Adam Driver plays a midwestern academic in the liberal arts called Jack Gladney, middle-aged and given what I thought was a fake pot belly but in one scene in his doctor’s treatment room he has his shirt off, revealing a paunch. Greta Gerwig plays Babette, his amiable distracted wife – both divorcees, they preside over a lively household of annoyingly precocious children and stepchildren.

Jack is America’s leading light in the world of the strangely preposterous discipline of Hitler Studies (Gladney speaks no German) an ahistorical technique of deconstructing the iconography of Hitler without being overwhelmed by or even necessarily aware of the tragic and horrendous context. Among its other premonitions, the story foresees the “end of history” briefly and modishly celebrated in the west with the fall of the Berlin Wall. Jack’s colleague Murray Siskind (drolly played by Don Cheadle) is hoping to do for Elvis what Jack has done with Hitler and a big set piece has the two men delivering an ingenious (and flippant and insouciantly provocative) analysis of Elvis and Hitler at the same time. Slavoj Žižek has nothing on these guys.

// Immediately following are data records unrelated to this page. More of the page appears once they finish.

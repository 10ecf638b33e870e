use std::collections::HashMap;

use ahash::RandomState;
use dashmap::DashMap;
use rayon::prelude::*;
use serde::{Deserialize, Serialize};
use tracing::{info, warn};

use crate::indexer::document::ManualKeyphrases;
use crate::indexer::extract::CandidateSet;

/// Number of training documents each candidate identity occurs in
#[derive(Debug, Clone, Default, PartialEq, Serialize, Deserialize)]
pub struct GlobalDictionary {
    doc_freq: HashMap<Box<str>, u32, RandomState>,
    num_docs: u32,
}

impl GlobalDictionary {
    pub fn doc_freq(&self, key: &str) -> u32 {
        self.doc_freq.get(key).copied().unwrap_or(0)
    }

    pub fn contains(&self, key: &str) -> bool {
        self.doc_freq.contains_key(key)
    }

    pub fn num_docs(&self) -> u32 {
        self.num_docs
    }

    /// Number of distinct identities
    pub fn len(&self) -> usize {
        self.doc_freq.len()
    }

    pub fn is_empty(&self) -> bool {
        self.doc_freq.is_empty()
    }

    pub fn insert(&mut self, key: &str, doc_freq: u32) {
        self.doc_freq.insert(key.into(), doc_freq);
    }

    pub fn set_num_docs(&mut self, num_docs: u32) {
        self.num_docs = num_docs;
    }
}

/// Summed manual topic counts per label across the training documents
#[derive(Debug, Clone, Default, PartialEq, Serialize, Deserialize)]
pub struct KeyphraseDictionary {
    counts: HashMap<Box<str>, u32, RandomState>,
}

impl KeyphraseDictionary {
    pub fn count(&self, label: &str) -> u32 {
        self.counts.get(label).copied().unwrap_or(0)
    }

    pub fn len(&self) -> usize {
        self.counts.len()
    }

    pub fn is_empty(&self) -> bool {
        self.counts.is_empty()
    }

    pub fn insert(&mut self, label: &str, count: u32) {
        self.counts.insert(label.into(), count);
    }
}

/// Both corpus dictionaries, frozen after one build pass
#[derive(Debug, Clone, Default, PartialEq, Serialize, Deserialize)]
pub struct CorpusStatistics {
    pub global: GlobalDictionary,
    pub keyphrases: KeyphraseDictionary,
}

impl CorpusStatistics {
    /// Counts over all documents of a training batch. `candidates[i]` and
    /// `manual[i]` belong to the same document.
    pub fn build(candidates: &[CandidateSet], manual: &[Option<ManualKeyphrases>]) -> Self {
        let doc_freq: DashMap<Box<str>, u32, RandomState> = DashMap::with_hasher(RandomState::new());
        candidates.par_iter().for_each(|set| {
            for key in set.keys() {
                doc_freq
                    .entry(key.as_str().into())
                    .and_modify(|count| *count = count.saturating_add(1))
                    .or_insert(1);
            }
        });

        let keyphrase_counts: DashMap<Box<str>, u32, RandomState> = DashMap::with_hasher(RandomState::new());
        manual.par_iter().flatten().for_each(|keyphrases| {
            for (label, count) in keyphrases.iter() {
                keyphrase_counts
                    .entry(label.into())
                    .and_modify(|c| *c = c.saturating_add(count))
                    .or_insert(count);
            }
        });

        let num_docs = u32::try_from(candidates.len()).unwrap_or_else(|_| {
            warn!(documents = candidates.len(), "document count saturated");
            u32::MAX
        });
        let statistics = Self {
            global: GlobalDictionary {
                doc_freq: doc_freq.into_iter().collect(),
                num_docs,
            },
            keyphrases: KeyphraseDictionary {
                counts: keyphrase_counts.into_iter().collect(),
            },
        };
        info!(
            documents = statistics.global.num_docs(),
            identities = statistics.global.len(),
            keyphrases = statistics.keyphrases.len(),
            "dictionaries built"
        );
        statistics
    }
}

#[cfg(test)]
mod tests {
    use super::*;
    use crate::indexer::candidate::Candidate;

    fn set(keys: &[&str]) -> CandidateSet {
        keys.iter()
            .map(|k| (k.to_string(), Candidate::new(*k, *k, 0)))
            .collect()
    }

    #[test]
    fn document_frequency_counts_documents() {
        let sets = vec![set(&["fire", "forest"]), set(&["fire"]), set(&[])];
        let stats = CorpusStatistics::build(&sets, &[None, None, None]);
        assert_eq!(stats.global.num_docs(), 3);
        assert_eq!(stats.global.doc_freq("fire"), 2);
        assert_eq!(stats.global.doc_freq("forest"), 1);
        assert_eq!(stats.global.doc_freq("smoke"), 0);
        assert!(stats.keyphrases.is_empty());
    }

    #[test]
    fn keyphrase_counts_are_summed() {
        let manual = vec![
            Some(ManualKeyphrases::from_counts([("fire".to_string(), 2)])),
            None,
            Some(ManualKeyphrases::from_counts([("fire".to_string(), 1), ("soil".to_string(), 1)])),
        ];
        let stats = CorpusStatistics::build(&[set(&[]), set(&[]), set(&[])], &manual);
        assert_eq!(stats.keyphrases.count("fire"), 3);
        assert_eq!(stats.keyphrases.count("soil"), 1);
        assert_eq!(stats.keyphrases.count("rice"), 0);
    }

    #[test]
    fn counts_saturate_instead_of_wrapping() {
        let manual = vec![
            Some(ManualKeyphrases::from_counts([("fire".to_string(), u32::MAX)])),
            Some(ManualKeyphrases::from_counts([("fire".to_string(), 2)])),
        ];
        let stats = CorpusStatistics::build(&[set(&[]), set(&[])], &manual);
        assert_eq!(stats.keyphrases.count("fire"), u32::MAX);
    }
}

Jack and Babette are content in an uneasy way, dramatised by time-honoured movie visits to the dreamy, affectless giant supermarket which is incidentally the site of a gloriously choreographed closing credit sequence. But Jack has worries. Babette has symptoms of what appear to be early onset dementia: she also seems to be addicted to a mysterious drug called Dylar, empty bottles of which appear in the trash. Without Google, Jack and his children have no choice but to ask academic colleagues and comb medical textbooks to find out what on earth “Dylar” is and what its dangers are. (In a similarly pre-YouTube state, the kids are obsessed with plane crash footage on the TV news, waiting impatiently for it to be shown.)

And then the great crash happens – an environmental disaster caused by a Jack Daniel’s-swigging truck driver transporting oceans of gasoline crashing into a train transporting volatile toxic waste. (We have already seen Murray giving an amusing lecture on how the car crash in American cinema is an essentially light-hearted genre.) The resulting poison cloud causes them to leave their homes, an exodus involving a wonderfully surreal scene in which the station wagon drifts down a swollen river.

This bizarre freak occurrence that nonetheless exposes Jack to airborne toxins, which he discovers from maddeningly unreliable sources may well kill him in a couple of decades. True or not, this claim has been a way for Jack to realise he is going to die. And Babette too is afraid of her own death. Death is the film’s stratum of seriousness beneath the campus crisis and marital comedy – death is the one inescapable real thing among all the rumour and surmise: the film shows the characters simultaneously afraid of death but holding to it as the single guarantee of certainty in their lives.

Jack and Babette’s bizarre lives – a knight’s-move away from reality – are too strange to be sympathised with, for all the Spielbergian family chatter in the kitchen. But they are there to be to marvelled at. It is such a fascinating, invigorating spectacle.

• White Noise screened at the Venice film festival; it is released in cinemas on 2 December and will be released on Netflix on 30 December.